**DATA FOR THIS TASK:**
======
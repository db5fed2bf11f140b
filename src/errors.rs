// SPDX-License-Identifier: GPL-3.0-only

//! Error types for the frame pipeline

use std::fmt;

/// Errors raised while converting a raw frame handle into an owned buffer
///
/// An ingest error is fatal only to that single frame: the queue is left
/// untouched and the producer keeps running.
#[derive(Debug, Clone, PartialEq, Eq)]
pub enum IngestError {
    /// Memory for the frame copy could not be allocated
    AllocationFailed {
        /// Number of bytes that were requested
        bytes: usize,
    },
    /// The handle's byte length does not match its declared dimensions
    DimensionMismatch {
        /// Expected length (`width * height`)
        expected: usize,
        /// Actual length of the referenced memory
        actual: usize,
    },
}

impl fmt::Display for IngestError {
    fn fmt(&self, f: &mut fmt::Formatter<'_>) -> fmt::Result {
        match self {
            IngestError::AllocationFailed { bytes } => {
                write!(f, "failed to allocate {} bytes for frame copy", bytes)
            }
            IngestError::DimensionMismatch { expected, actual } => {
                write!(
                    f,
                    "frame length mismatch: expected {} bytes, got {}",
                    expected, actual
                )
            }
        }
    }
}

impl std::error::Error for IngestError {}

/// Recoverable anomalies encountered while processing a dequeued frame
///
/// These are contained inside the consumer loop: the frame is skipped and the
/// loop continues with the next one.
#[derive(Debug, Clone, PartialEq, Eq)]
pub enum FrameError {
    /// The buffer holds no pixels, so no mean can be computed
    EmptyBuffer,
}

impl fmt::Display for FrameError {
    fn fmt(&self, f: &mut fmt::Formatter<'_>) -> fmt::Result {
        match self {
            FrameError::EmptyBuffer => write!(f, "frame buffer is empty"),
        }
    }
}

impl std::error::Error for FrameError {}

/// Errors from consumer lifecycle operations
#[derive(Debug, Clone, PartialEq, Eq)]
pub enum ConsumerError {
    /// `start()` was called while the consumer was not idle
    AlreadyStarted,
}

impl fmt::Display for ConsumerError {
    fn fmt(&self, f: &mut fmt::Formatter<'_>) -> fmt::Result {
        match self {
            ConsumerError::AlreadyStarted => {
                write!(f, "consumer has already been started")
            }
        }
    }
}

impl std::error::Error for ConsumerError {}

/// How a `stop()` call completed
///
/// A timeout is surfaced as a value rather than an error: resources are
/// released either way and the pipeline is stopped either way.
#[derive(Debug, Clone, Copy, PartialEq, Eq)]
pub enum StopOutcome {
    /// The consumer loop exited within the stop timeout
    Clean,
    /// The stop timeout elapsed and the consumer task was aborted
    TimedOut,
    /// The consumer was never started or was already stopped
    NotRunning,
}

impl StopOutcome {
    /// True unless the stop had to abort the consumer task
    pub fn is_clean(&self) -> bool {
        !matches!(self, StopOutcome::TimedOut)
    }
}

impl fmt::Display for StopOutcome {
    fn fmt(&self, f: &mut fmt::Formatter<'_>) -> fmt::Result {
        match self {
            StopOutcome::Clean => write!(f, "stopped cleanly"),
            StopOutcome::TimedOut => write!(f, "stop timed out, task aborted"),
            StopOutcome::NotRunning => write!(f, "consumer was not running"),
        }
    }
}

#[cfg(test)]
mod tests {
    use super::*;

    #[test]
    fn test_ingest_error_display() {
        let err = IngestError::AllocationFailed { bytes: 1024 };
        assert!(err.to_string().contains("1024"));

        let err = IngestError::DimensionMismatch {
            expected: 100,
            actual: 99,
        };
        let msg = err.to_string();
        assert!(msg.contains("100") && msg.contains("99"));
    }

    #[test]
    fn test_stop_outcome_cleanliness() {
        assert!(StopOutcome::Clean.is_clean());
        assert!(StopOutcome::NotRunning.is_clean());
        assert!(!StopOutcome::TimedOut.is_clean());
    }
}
======
**YOUR TASK:** Exactly as shown above, copy out the material.

**WRITTEN RESPONSE:**
repository db5fed2bf11f140b
filename src/errors.rs
// SPDX-License-Identifier: GPL-3.0-only

//! Error types for the frame pipeline

use std::fmt;

/// Errors raised while converting a raw frame handle into an owned buffer
///
/// An ingest error is fatal only to that single frame: the queue is left
/// untouched and the producer keeps running.
#[derive(Debug, Clone, PartialEq, Eq)]
pub enum IngestError {
    /// Memory for the frame copy could not be allocated
    AllocationFailed {
        /// Number of bytes that were requested
        bytes: usize,
    },
    /// The handle's byte length does not match its declared dimensions
    DimensionMismatch {
        /// Expected length (`width * height`)
        expected: usize,
        /// Actual length of the referenced memory
        actual: usize,
    },
}

impl fmt::Display for IngestError {
    fn fmt(&self, f: &mut fmt::Formatter<'_>) -> fmt::Result {
        match self {
            IngestError::AllocationFailed { bytes } => {
                write!(f, "failed to allocate {} bytes for frame copy", bytes)
            }
            IngestError::DimensionMismatch { expected, actual } => {
                write!(
                    f,
                    "frame length mismatch: expected {} bytes, got {}",
                    expected, actual
                )
            }
        }
    }
}

impl std::error::Error for IngestError {}

/// Recoverable anomalies encountered while processing a dequeued frame
///
/// These are contained inside the consumer loop: the frame is skipped and the
/// loop continues with the next one.
#[derive(Debug, Clone, PartialEq, Eq)]
pub enum FrameError {
    /// The buffer holds no pixels, so no mean can be computed
    EmptyBuffer,
}

impl fmt::Display for FrameError {
    fn fmt(&self, f: &mut fmt::Formatter<'_>) -> fmt::Result {
        match self {
            FrameError::EmptyBuffer => write!(f, "frame buffer is empty"),
        }
    }
}

impl std::error::Error for FrameError {}

/// Errors from consumer lifecycle operations
#[derive(Debug, Clone, PartialEq, Eq)]
pub enum ConsumerError {
    /// `start()` was called while the consumer was not idle
    AlreadyStarted,
}

impl fmt::Display for ConsumerError {
    fn fmt(&self, f: &mut fmt::Formatter<'_>) -> fmt::Result {
        match self {
            ConsumerError::AlreadyStarted => {
                write!(f, "consumer has already been started")
            }
        }
    }
}

impl std::error::Error for ConsumerError {}

/// How a `stop()` call completed
///
/// A timeout is surfaced as a value rather than an error: resources are
/// released either way and the pipeline is stopped either way.
#[derive(Debug, Clone, Copy, PartialEq, Eq)]
pub enum StopOutcome {
    /// The consumer loop exited within the stop timeout
    Clean,
    /// The stop timeout elapsed and the consumer task was aborted
    TimedOut,
    /// The consumer was never started or was already stopped
    NotRunning,
}

impl StopOutcome {
    /// True unless the stop had to abort the consumer task
    pub fn is_clean(&self) -> bool {
        !matches!(self, StopOutcome::TimedOut)
    }
}

impl fmt::Display for StopOutcome {
    fn fmt(&self, f: &mut fmt::Formatter<'_>) -> fmt::Result {
        match self {
            StopOutcome::Clean => write!(f, "stopped cleanly"),
            StopOutcome::TimedOut => write!(f, "stop timed out, task aborted"),
            StopOutcome::NotRunning => write!(f, "consumer was not running"),
        }
    }
}

#[cfg(test)]
mod tests {
    use super::*;

    #[test]
    fn test_ingest_error_display() {
        let err = IngestError::AllocationFailed { bytes: 1024 };
        assert!(err.to_string().contains("1024"));

        let err = IngestError::DimensionMismatch {
            expected: 100,
            actual: 99,
        };
        let msg = err.to_string();
        assert!(msg.contains("100") && msg.contains("99"));
    }

    #[test]
    fn test_stop_outcome_cleanliness() {
        assert!(StopOutcome::Clean.is_clean());
        assert!(StopOutcome::NotRunning.is_clean());
        assert!(!StopOutcome::TimedOut.is_clean());
    }
}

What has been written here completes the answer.